Saved data entries:

━━━━━━━━━━

//! Command objects shared by the integration tests

#![allow(dead_code)]

use bytes::Bytes;
use chrono::NaiveDate;
use rust_decimal::Decimal;
use std::collections::HashMap;
use std::sync::LazyLock;
use weft_forms::{FormEnum, FormObject, Manifest};

#[derive(Debug, Clone, Copy, PartialEq, Eq, Default)]
pub enum Color {
	#[default]
	Red,
	Green,
	Blue,
}

impl FormEnum for Color {
	fn variants() -> &'static [Self] {
		&[Color::Red, Color::Green, Color::Blue]
	}

	fn name(&self) -> &'static str {
		match self {
			Color::Red => "RED",
			Color::Green => "GREEN",
			Color::Blue => "BLUE",
		}
	}
}

#[derive(Debug, Clone, Default, PartialEq)]
pub struct Component {
	pub simple: String,
	pub indexed: String,
	pub mapped: Option<i32>,
}

impl FormObject for Component {
	fn manifest() -> &'static Manifest<Self> {
		static MANIFEST: LazyLock<Manifest<Component>> = LazyLock::new(|| {
			Manifest::builder()
				.field("simple", |c: &mut Component| &mut c.simple)
				.field("indexed", |c: &mut Component| &mut c.indexed)
				.field("mapped", |c: &mut Component| &mut c.mapped)
				.build()
		});
		&MANIFEST
	}
}

#[derive(Debug, Default)]
pub struct Audited {
	pub inherited: String,
	pub revision: u32,
	pub address: Component,
	pub contacts: Vec<Component>,
}

impl FormObject for Audited {
	fn manifest() -> &'static Manifest<Self> {
		static MANIFEST: LazyLock<Manifest<Audited>> = LazyLock::new(|| {
			Manifest::builder()
				.field("inherited", |a: &mut Audited| &mut a.inherited)
				.field("revision", |a: &mut Audited| &mut a.revision)
				.nested("address", |a: &mut Audited| &mut a.address)
				.list("contacts", |a: &mut Audited| &mut a.contacts)
				.build()
		});
		&MANIFEST
	}
}

#[derive(Debug, Default)]
pub struct Sample {
	pub audited: Audited,
	pub primitive: i32,
	pub boxed: Option<i32>,
	pub name: String,
	pub note: Option<String>,
	pub array: Vec<String>,
	pub scores: Vec<i32>,
	pub component: Component,
	pub list: Vec<Component>,
	pub rows: Vec<Component>,
	pub map: HashMap<String, Component>,
	pub color: Color,
	pub favorite: Option<Color>,
	pub colors: Vec<Color>,
	pub price: Decimal,
	pub ratio: Option<Decimal>,
	pub born: Option<NaiveDate>,
	pub avatar: Bytes,
	pub active: bool,
}

impl FormObject for Sample {
	fn manifest() -> &'static Manifest<Self> {
		static MANIFEST: LazyLock<Manifest<Sample>> = LazyLock::new(|| {
			Manifest::builder()
				.field("primitive", |s: &mut Sample| &mut s.primitive)
				.field("boxed", |s: &mut Sample| &mut s.boxed)
				.field("name", |s: &mut Sample| &mut s.name)
				.field("note", |s: &mut Sample| &mut s.note)
				.field("array", |s: &mut Sample| &mut s.array)
				.field("scores", |s: &mut Sample| &mut s.scores)
				.nested("component", |s: &mut Sample| &mut s.component)
				.list("list", |s: &mut Sample| &mut s.list)
				.growth_list("rows", |s: &mut Sample| &mut s.rows)
				.map("map", |s: &mut Sample| &mut s.map)
				.enumeration("color", |s: &mut Sample| &mut s.color)
				.optional_enumeration("favorite", |s: &mut Sample| &mut s.favorite)
				.enumeration_array("colors", |s: &mut Sample| &mut s.colors)
				.field("price", |s: &mut Sample| &mut s.price)
				.field("ratio", |s: &mut Sample| &mut s.ratio)
				.field("born", |s: &mut Sample| &mut s.born)
				.field("avatar", |s: &mut Sample| &mut s.avatar)
				.field("active", |s: &mut Sample| &mut s.active)
				.extends(|s: &mut Sample| &mut s.audited)
				.build()
		});
		&MANIFEST
	}
}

━━━━━━━━━━

TASK TO CARRY OUT: Give every line above again, word for word.

SOLUTION FOR THIS TASK:
//! Command objects shared by the integration tests

#![allow(dead_code)]

use bytes::Bytes;
use chrono::NaiveDate;
use rust_decimal::Decimal;
use std::collections::HashMap;
use std::sync::LazyLock;
use weft_forms::{FormEnum, FormObject, Manifest};

#[derive(Debug, Clone, Copy, PartialEq, Eq, Default)]
pub enum Color {
	#[default]
	Red,
	Green,
	Blue,
}

impl FormEnum for Color {
	fn variants() -> &'static [Self] {
		&[Color::Red, Color::Green, Color::Blue]
	}

	fn name(&self) -> &'static str {
		match self {
			Color::Red => "RED",
			Color::Green => "GREEN",
			Color::Blue => "BLUE",
		}
	}
}

#[derive(Debug, Clone, Default, PartialEq)]
pub struct Component {
	pub simple: String,
	pub indexed: String,
	pub mapped: Option<i32>,
}

impl FormObject for Component {
	fn manifest() -> &'static Manifest<Self> {
		static MANIFEST: LazyLock<Manifest<Component>> = LazyLock::new(|| {
			Manifest::builder()
				.field("simple", |c: &mut Component| &mut c.simple)
				.field("indexed", |c: &mut Component| &mut c.indexed)
				.field("mapped", |c: &mut Component| &mut c.mapped)
				.build()
		});
		&MANIFEST
	}
}

#[derive(Debug, Default)]
pub struct Audited {
	pub inherited: String,
	pub revision: u32,
	pub address: Component,
	pub contacts: Vec<Component>,
}

impl FormObject for Audited {
	fn manifest() -> &'static Manifest<Self> {
		static MANIFEST: LazyLock<Manifest<Audited>> = LazyLock::new(|| {
			Manifest::builder()
				.field("inherited", |a: &mut Audited| &mut a.inherited)
				.field("revision", |a: &mut Audited| &mut a.revision)
				.nested("address", |a: &mut Audited| &mut a.address)
				.list("contacts", |a: &mut Audited| &mut a.contacts)
				.build()
		});
		&MANIFEST
	}
}

#[derive(Debug, Default)]
pub struct Sample {
	pub audited: Audited,
	pub primitive: i32,
	pub boxed: Option<i32>,
	pub name: String,
	pub note: Option<String>,
	pub array: Vec<String>,
	pub scores: Vec<i32>,
	pub component: Component,
	pub list: Vec<Component>,
	pub rows: Vec<Component>,
	pub map: HashMap<String, Component>,
	pub color: Color,
	pub favorite: Option<Color>,
	pub colors: Vec<Color>,
	pub price: Decimal,
	pub ratio: Option<Decimal>,
	pub born: Option<NaiveDate>,
	pub avatar: Bytes,
	pub active: bool,
}

impl FormObject for Sample {
	fn manifest() -> &'static Manifest<Self> {
		static MANIFEST: LazyLock<Manifest<Sample>> = LazyLock::new(|| {
			Manifest::builder()
				.field("primitive", |s: &mut Sample| &mut s.primitive)
				.field("boxed", |s: &mut Sample| &mut s.boxed)
				.field("name", |s: &mut Sample| &mut s.name)
				.field("note", |s: &mut Sample| &mut s.note)
				.field("array", |s: &mut Sample| &mut s.array)
				.field("scores", |s: &mut Sample| &mut s.scores)
				.nested("component", |s: &mut Sample| &mut s.component)
				.list("list", |s: &mut Sample| &mut s.list)
				.growth_list("rows", |s: &mut Sample| &mut s.rows)
				.map("map", |s: &mut Sample| &mut s.map)
				.enumeration("color", |s: &mut Sample| &mut s.color)
				.optional_enumeration("favorite", |s: &mut Sample| &mut s.favorite)
				.enumeration_array("colors", |s: &mut Sample| &mut s.colors)
				.field("price", |s: &mut Sample| &mut s.price)
				.field("ratio", |s: &mut Sample| &mut s.ratio)
				.field("born", |s: &mut Sample| &mut s.born)
				.field("avatar", |s: &mut Sample| &mut s.avatar)
				.field("active", |s: &mut Sample| &mut s.active)
				.extends(|s: &mut Sample| &mut s.audited)
				.build()
		});
		&MANIFEST
	}
}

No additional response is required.